Another early relative of the modern food truck is the "lunch wagon", horse-drawn street cars whose night version was known as the "night owl", as conceived by food vendor Walter Scott in 1872 as a "kitchen on wheels". Scott cut windows in a small covered wagon, parked it in front of a newspaper office in Providence, Rhode Island, and sold sandwiches, pies, and coffee to pressmen and journalists. By the 1880s, former lunch counter worker Thomas H. Buckley was manufacturing lunch wagons in Worcester, Massachusetts. He introduced various models, like the Owl and the White House Cafe, with features that included sinks, refrigerators, cooking stoves, colored windows, and other ornamentation.

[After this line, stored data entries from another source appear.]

use axum::{middleware::from_fn, routing::get, Router};
use serde_json::{json, Value};
use tower_http::{cors::CorsLayer, trace::TraceLayer};

use tagihan_api::database::manager::DatabaseManager;
use tagihan_api::handlers;
use tagihan_api::middleware::auth::jwt_auth_middleware;

#[tokio::main]
async fn main() {
    // Load .env if present so cargo run picks up DATABASE_URL, JWT_SECRET, etc.
    let _ = dotenvy::dotenv();

    // Initialize configuration (this loads the config singleton)
    let config = tagihan_api::config::config();

    tracing_subscriber::fmt::init();
    tracing::info!("Starting collection API in {:?} mode", config.environment);

    let app = app();

    // Allow tests or deployments to override port via env
    let port = std::env::var("TAGIHAN_API_PORT")
        .ok()
        .or_else(|| std::env::var("PORT").ok())
        .and_then(|s| s.parse::<u16>().ok())
        .unwrap_or(3000);

    let bind_addr = format!("0.0.0.0:{}", port);
    let listener = tokio::net::TcpListener::bind(&bind_addr)
        .await
        .unwrap_or_else(|e| panic!("failed to bind {}: {}", bind_addr, e));

    tracing::info!("listening on http://{}", bind_addr);

    axum::serve(listener, app).await.expect("server");
}

fn app() -> Router {
    Router::new()
        // Public
        .route("/", get(root))
        .route("/health", get(health))
        .merge(public_auth_routes())
        // Protected API behind JWT middleware
        .merge(protected_routes())
        // Global middleware
        .layer(CorsLayer::permissive())
        .layer(TraceLayer::new_for_http())
}

fn public_auth_routes() -> Router {
    use axum::routing::post;

    Router::new().route("/auth/login", post(handlers::auth::login))
}

fn protected_routes() -> Router {
    use axum::routing::{patch, post};

    Router::new()
        // Identity
        .route("/api/auth/whoami", get(handlers::auth::whoami))
        // Field reports and their validation lifecycle
        .route(
            "/api/reports/visit",
            get(handlers::reports::visit_get).post(handlers::reports::visit_post),
        )
        .route(
            "/api/reports/visit/:id",
            patch(handlers::reports::visit_patch),
        )
        .route(
            "/api/reports/payment",
            get(handlers::reports::payment_get).post(handlers::reports::payment_post),
        )
        .route(
            "/api/reports/payment/:id",
            patch(handlers::reports::payment_patch),
        )
        // Collector dashboard rollups
        .route(
            "/api/collector/dashboard",
            get(handlers::dashboard::collector_dashboard),
        )
        // Asset management
        .route(
            "/api/assets",
            get(handlers::assets::list).post(handlers::assets::create),
        )
        .route(
            "/api/assets/:id",
            get(handlers::assets::get)
                .put(handlers::assets::update)
                .delete(handlers::assets::delete),
        )
        .route("/api/assets/import", post(handlers::assets::import))
        // Bulk assignment
        .route("/api/assignments/bulk", post(handlers::assignments::bulk))
        .layer(from_fn(jwt_auth_middleware))
}

async fn root() -> axum::response::Json<Value> {
    let version = env!("CARGO_PKG_VERSION");

    axum::response::Json(json!({
        "success": true,
        "data": {
            "name": "Tagihan API",
            "version": version,
            "description": "Collection management API - visit/payment validation workflow",
            "endpoints": {
                "home": "/ (public)",
                "health": "/health (public)",
                "login": "/auth/login (public - token acquisition)",
                "whoami": "/api/auth/whoami (protected)",
                "reports": "/api/reports/visit, /api/reports/payment (protected)",
                "dashboard": "/api/collector/dashboard (protected)",
                "assets": "/api/assets[/:id], /api/assets/import (protected)",
                "assignments": "/api/assignments/bulk (protected)",
            }
        }
    }))
}

async fn health() -> impl axum::response::IntoResponse {
    let now = chrono::Utc::now();

    match DatabaseManager::health_check().await {
        Ok(_) => (
            axum::http::StatusCode::OK,
            axum::response::Json(json!({
                "success": true,
                "data": {
                    "status": "ok",
                    "timestamp": now,
                    "database": "ok"
                }
            })),
        ),
        Err(e) => (
            axum::http::StatusCode::SERVICE_UNAVAILABLE,
            axum::response::Json(json!({
                "success": false,
                "error": "database unavailable",
                "data": {
                    "status": "degraded",
                    "timestamp": now,
                    "database_error": e.to_string()
                }
            })),
        ),
    }
}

In 1936 the Food Code spread its regulatory umbrella to include food trucks as a result of their introduction to society.

Later versions of the food truck were mobile canteens, which were created in the late 1950s. These mobile canteens were authorized by the U.S. Army and operated on stateside Army bases.

Mobile food trucks, nicknamed "roach coaches" or "gut trucks", have been around for years, serving construction sites, factories, and other blue-collar locations. In big cities, the food truck traditionally provided a means for the on-the-go person to grab a quick bite at a low cost. Food trucks are still sought out for nostalgia from this era.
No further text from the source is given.